Provided information:

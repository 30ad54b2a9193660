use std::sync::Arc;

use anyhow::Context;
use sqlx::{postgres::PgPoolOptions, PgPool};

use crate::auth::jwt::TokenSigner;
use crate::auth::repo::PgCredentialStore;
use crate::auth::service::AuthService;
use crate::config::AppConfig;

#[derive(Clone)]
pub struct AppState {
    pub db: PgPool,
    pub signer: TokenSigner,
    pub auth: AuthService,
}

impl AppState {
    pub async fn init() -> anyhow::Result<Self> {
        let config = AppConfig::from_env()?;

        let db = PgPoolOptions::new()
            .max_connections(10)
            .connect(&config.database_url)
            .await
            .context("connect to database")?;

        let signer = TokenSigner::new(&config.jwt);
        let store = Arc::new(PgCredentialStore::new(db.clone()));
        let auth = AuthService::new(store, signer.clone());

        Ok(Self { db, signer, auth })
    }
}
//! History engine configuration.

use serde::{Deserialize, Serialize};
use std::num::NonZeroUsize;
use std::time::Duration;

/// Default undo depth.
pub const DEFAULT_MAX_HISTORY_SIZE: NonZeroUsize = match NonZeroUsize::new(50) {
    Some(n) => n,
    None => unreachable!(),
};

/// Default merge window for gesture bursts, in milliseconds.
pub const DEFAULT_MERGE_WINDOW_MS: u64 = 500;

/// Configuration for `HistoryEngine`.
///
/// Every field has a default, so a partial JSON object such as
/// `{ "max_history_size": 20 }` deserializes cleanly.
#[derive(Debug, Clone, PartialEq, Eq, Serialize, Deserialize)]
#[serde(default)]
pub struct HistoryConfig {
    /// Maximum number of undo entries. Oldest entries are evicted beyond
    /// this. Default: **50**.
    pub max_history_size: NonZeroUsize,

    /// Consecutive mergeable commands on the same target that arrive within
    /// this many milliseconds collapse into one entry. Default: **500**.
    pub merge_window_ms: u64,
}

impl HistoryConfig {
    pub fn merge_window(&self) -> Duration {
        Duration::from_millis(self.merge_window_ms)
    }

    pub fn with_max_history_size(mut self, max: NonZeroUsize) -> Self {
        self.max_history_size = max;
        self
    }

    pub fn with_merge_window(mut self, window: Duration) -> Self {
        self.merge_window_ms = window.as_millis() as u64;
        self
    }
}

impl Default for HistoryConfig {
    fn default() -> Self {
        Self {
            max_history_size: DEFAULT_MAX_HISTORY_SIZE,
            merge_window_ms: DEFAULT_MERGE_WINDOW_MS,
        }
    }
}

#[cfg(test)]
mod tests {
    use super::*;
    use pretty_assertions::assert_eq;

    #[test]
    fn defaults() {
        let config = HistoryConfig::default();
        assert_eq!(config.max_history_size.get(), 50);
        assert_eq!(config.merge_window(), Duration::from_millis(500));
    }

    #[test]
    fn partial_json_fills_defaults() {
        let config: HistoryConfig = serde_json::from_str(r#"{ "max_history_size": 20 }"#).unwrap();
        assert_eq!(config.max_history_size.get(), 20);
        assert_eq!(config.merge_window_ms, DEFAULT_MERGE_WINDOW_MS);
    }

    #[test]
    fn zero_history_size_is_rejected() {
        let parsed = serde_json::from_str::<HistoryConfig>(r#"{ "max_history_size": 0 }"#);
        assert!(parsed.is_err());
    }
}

About this exercise: Return solely the count of lines in the data above in which the word "parsed" occurs.

Solution to this task: 2